» ASSIGNED TASK: Go through the records and report each line in which the word "ParseFault" occurs.

--- START ---

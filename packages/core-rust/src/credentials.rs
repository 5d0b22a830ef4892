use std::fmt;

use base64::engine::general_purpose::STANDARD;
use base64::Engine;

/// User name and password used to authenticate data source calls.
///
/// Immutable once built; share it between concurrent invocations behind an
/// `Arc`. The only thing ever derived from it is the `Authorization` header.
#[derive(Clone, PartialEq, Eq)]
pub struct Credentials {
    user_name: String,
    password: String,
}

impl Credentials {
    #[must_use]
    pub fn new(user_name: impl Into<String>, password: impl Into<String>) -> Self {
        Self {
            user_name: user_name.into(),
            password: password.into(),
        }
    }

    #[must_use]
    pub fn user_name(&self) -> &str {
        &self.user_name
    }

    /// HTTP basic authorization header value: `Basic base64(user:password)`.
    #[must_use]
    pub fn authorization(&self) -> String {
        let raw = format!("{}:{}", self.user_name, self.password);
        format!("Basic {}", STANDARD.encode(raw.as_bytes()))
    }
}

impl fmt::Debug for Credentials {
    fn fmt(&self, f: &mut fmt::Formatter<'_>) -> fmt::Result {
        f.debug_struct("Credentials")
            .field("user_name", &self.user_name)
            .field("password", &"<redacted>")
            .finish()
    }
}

--- END ---
--- START ---

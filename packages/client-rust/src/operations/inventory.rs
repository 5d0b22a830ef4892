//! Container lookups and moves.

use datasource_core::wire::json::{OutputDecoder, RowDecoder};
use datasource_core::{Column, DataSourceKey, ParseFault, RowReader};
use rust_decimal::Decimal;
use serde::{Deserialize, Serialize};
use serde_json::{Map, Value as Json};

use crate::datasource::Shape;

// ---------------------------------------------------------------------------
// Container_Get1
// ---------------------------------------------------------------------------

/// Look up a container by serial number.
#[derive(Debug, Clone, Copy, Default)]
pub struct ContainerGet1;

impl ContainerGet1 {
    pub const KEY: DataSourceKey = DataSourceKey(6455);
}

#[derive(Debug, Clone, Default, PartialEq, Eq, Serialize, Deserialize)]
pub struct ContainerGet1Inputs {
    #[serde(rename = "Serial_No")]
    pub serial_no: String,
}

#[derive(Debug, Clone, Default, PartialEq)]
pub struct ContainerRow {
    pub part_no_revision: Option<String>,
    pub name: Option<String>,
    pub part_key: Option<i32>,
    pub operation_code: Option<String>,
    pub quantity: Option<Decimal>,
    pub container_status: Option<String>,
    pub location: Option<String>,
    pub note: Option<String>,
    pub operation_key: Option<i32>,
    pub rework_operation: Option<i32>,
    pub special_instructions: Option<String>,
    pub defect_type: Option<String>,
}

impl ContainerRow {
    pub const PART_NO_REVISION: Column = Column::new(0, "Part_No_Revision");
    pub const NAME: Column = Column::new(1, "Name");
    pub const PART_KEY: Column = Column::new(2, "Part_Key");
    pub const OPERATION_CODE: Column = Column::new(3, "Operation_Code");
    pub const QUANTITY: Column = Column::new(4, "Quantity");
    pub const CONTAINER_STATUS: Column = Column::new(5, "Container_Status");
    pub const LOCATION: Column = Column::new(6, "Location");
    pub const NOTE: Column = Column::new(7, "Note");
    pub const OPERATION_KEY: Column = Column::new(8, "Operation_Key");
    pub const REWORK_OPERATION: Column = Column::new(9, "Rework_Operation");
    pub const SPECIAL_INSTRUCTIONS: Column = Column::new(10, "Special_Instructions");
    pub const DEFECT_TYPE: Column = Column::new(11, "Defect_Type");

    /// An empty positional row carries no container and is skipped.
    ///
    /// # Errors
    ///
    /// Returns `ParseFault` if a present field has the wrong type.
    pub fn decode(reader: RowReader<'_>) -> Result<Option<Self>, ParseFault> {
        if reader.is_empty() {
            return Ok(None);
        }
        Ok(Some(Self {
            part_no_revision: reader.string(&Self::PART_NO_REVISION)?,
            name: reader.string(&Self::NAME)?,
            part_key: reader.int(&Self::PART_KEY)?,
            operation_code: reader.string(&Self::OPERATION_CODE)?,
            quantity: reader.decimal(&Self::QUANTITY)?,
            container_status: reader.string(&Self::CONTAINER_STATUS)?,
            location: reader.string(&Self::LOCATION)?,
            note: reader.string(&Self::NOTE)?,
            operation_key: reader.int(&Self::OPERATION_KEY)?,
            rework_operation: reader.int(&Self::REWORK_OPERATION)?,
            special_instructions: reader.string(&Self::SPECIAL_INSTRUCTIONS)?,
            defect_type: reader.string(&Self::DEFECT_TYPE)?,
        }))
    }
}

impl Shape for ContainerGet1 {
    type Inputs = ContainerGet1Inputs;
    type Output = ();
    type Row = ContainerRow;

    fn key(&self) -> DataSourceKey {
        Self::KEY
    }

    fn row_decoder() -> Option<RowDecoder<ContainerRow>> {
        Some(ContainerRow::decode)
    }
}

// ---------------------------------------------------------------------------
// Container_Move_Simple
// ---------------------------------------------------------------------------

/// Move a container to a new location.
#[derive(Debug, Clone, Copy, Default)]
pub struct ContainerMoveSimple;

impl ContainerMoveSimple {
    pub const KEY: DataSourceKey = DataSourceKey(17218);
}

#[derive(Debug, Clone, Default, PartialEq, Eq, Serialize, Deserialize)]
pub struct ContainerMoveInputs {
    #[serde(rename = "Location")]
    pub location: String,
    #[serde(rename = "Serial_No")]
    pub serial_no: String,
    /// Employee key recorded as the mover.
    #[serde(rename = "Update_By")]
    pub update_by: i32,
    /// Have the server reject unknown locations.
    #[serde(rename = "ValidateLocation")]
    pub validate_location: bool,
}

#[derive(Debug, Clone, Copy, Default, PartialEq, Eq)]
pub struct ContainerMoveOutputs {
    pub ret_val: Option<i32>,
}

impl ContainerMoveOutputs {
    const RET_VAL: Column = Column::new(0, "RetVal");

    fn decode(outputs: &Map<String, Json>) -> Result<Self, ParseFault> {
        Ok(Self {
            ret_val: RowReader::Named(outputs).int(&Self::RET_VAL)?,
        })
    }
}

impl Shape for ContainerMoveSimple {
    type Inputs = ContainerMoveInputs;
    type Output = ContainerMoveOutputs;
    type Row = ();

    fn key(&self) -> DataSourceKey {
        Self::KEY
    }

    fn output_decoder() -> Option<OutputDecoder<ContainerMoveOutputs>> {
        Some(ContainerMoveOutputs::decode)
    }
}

--- END ---
--- START ---

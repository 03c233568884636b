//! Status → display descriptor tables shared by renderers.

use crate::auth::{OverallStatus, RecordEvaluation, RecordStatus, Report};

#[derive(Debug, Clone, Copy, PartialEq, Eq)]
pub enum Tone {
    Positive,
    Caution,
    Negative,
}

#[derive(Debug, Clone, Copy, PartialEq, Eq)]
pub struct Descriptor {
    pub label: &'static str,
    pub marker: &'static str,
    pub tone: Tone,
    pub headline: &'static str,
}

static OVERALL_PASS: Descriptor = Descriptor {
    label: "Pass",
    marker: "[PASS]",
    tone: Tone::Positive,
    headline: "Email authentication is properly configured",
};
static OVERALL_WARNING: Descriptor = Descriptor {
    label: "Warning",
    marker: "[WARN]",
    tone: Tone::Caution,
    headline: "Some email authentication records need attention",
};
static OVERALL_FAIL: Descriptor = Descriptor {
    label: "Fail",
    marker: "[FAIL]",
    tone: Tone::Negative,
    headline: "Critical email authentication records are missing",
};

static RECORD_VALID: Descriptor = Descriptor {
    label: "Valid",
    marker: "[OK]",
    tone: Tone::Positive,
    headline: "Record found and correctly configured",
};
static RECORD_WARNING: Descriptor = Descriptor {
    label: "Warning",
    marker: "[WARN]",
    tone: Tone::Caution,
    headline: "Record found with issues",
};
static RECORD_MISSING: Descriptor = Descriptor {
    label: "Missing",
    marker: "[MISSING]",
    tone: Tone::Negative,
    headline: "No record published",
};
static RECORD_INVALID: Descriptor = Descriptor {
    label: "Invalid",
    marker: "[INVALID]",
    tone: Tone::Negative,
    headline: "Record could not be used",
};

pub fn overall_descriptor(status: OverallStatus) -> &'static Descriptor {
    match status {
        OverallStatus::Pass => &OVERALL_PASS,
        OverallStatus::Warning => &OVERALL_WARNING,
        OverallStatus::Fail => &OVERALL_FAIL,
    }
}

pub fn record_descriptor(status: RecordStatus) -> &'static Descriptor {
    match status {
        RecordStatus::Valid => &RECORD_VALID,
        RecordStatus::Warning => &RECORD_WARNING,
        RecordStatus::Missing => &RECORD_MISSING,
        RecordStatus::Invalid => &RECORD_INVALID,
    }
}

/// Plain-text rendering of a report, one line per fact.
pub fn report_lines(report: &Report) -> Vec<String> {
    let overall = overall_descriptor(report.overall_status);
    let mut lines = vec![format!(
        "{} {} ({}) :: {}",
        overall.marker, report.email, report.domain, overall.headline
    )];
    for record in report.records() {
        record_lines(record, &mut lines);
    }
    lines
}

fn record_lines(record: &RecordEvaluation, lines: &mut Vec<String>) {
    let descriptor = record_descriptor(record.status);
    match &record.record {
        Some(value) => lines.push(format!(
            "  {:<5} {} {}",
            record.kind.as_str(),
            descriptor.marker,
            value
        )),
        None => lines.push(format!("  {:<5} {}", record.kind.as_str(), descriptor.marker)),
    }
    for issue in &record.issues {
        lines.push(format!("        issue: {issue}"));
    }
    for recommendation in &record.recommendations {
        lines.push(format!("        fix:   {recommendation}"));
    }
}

--- END ---

» SOLVED PROBLEM:
use datasource_core::{Column, DataSourceKey, ParseFault, RowReader};
    /// Returns `ParseFault` if a present field has the wrong type.
    pub fn decode(reader: RowReader<'_>) -> Result<Option<Self>, ParseFault> {
    fn decode(outputs: &Map<String, Json>) -> Result<Self, ParseFault> {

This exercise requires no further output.